Памяти протопресвитера Александра Киселева

       2 октября 2001 года в Донском монастыре, в Москве, не дожив всего нескольких дней до 92 лет, отошел ко Господу протопресвитер Александр Киселев, один из старейших священнослужителей Святой Матери-Церкви. В тот же день Святейший Патриарх Алексий, с детства знавший отца Александра, совершил панихиду по усопшем в Малом соборе Донского монастыря и произнес надгробное Слово:

       "Дорогие братья и сестры! Мы провожаем в путь всея земли протопресвитера Александра Киселева, который начал свое пастырское служение почти семьдесят лет тому назад в Никольском храме, в Таллине.
       Обстоятельства вынудили его эмигрировать в Америку, он прошел длинный и тяжелый путь эмиграции, который проходили многие и многие наши соотечественники. Но он всегда оставался пастырем, всегда старался духовно окормлять тех, кто в этом нуждался. В Америке он издавал журнал "Русское возрождение", в храме во имя преподобного Серафима Саровского в Нью-Йорке вокруг него всегда собирались люди, нуждавшиеся в духовной поддержке.
       Обстоятельства позволили отцу Александру вернуться на родину - это была его мечта. Имея огромный духовный и жизненный опыт, уже находясь в Москве, в Донском монастыре, он продолжал пастырски окормлять всех, кто приходил к нему.

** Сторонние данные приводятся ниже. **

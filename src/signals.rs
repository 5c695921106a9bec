//! Named shutdown signals shared across the capture pipeline.
//!
//! Each signal is level-set: once raised it stays raised, and any number of
//! tasks can await it independently without consuming it. This mirrors the
//! three `threading.Event` objects the original implementation passes
//! between threads (`sleep_event`, `keyboard_interrupt_event`,
//! `csv_writer_exit_event`) — they carry distinct meanings and are never
//! collapsed into one.

use std::sync::atomic::{AtomicBool, Ordering};
use std::sync::Arc;

use tokio::sync::Notify;

/// A single level-set, multi-waiter signal.
#[derive(Debug, Default)]
struct SignalInner {
    set: AtomicBool,
    notify: Notify,
}

#[derive(Debug, Clone)]
pub struct Signal(Arc<SignalInner>);

impl Signal {
    pub fn new() -> Self {
        Self(Arc::new(SignalInner::default()))
    }

    /// Raise the signal. Idempotent — raising an already-set signal is a no-op.
    pub fn set(&self) {
        if !self.0.set.swap(true, Ordering::SeqCst) {
            self.0.notify.notify_waiters();
        }
    }

    pub fn is_set(&self) -> bool {
        self.0.set.load(Ordering::SeqCst)
    }

    /// Waits until the signal is raised. Returns immediately if already set.
    pub async fn wait(&self) {
        if self.is_set() {
            return;
        }
        let notified = self.0.notify.notified();
        if self.is_set() {
            return;
        }
        notified.await;
    }
}

impl Default for Signal {
    fn default() -> Self {
        Self::new()
    }
}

       Господь посещал его болезнями, но даровал ему долгую жизнь. Мы рады, что последнее десятилетие он был с нами, что он вернулся к Матери-Церкви, которая с любовью приняла его. Его мечтой было закончить свой жизненный путь на родине. И Милосердный Господь даровал ему мирную кончину на родной земле.
       На протяжении многих десятилетий я знал отца Александра - сначала по Таллину, где он был настоятелем Никольского храма. В то время мой покойный родитель был у него диаконом, а я, будучи мальчиком, прислуживал в этой церкви. Потом на долгие годы прервалось наше общение и возобновилось оно только в семидесятые годы в Нью-Йорке, когда после долгого перерыва мы вновь встретились. По возвращении на родину, пока силы позволяли отцу Александру, мы общались с ним, и в день девяностолетия я посещал его.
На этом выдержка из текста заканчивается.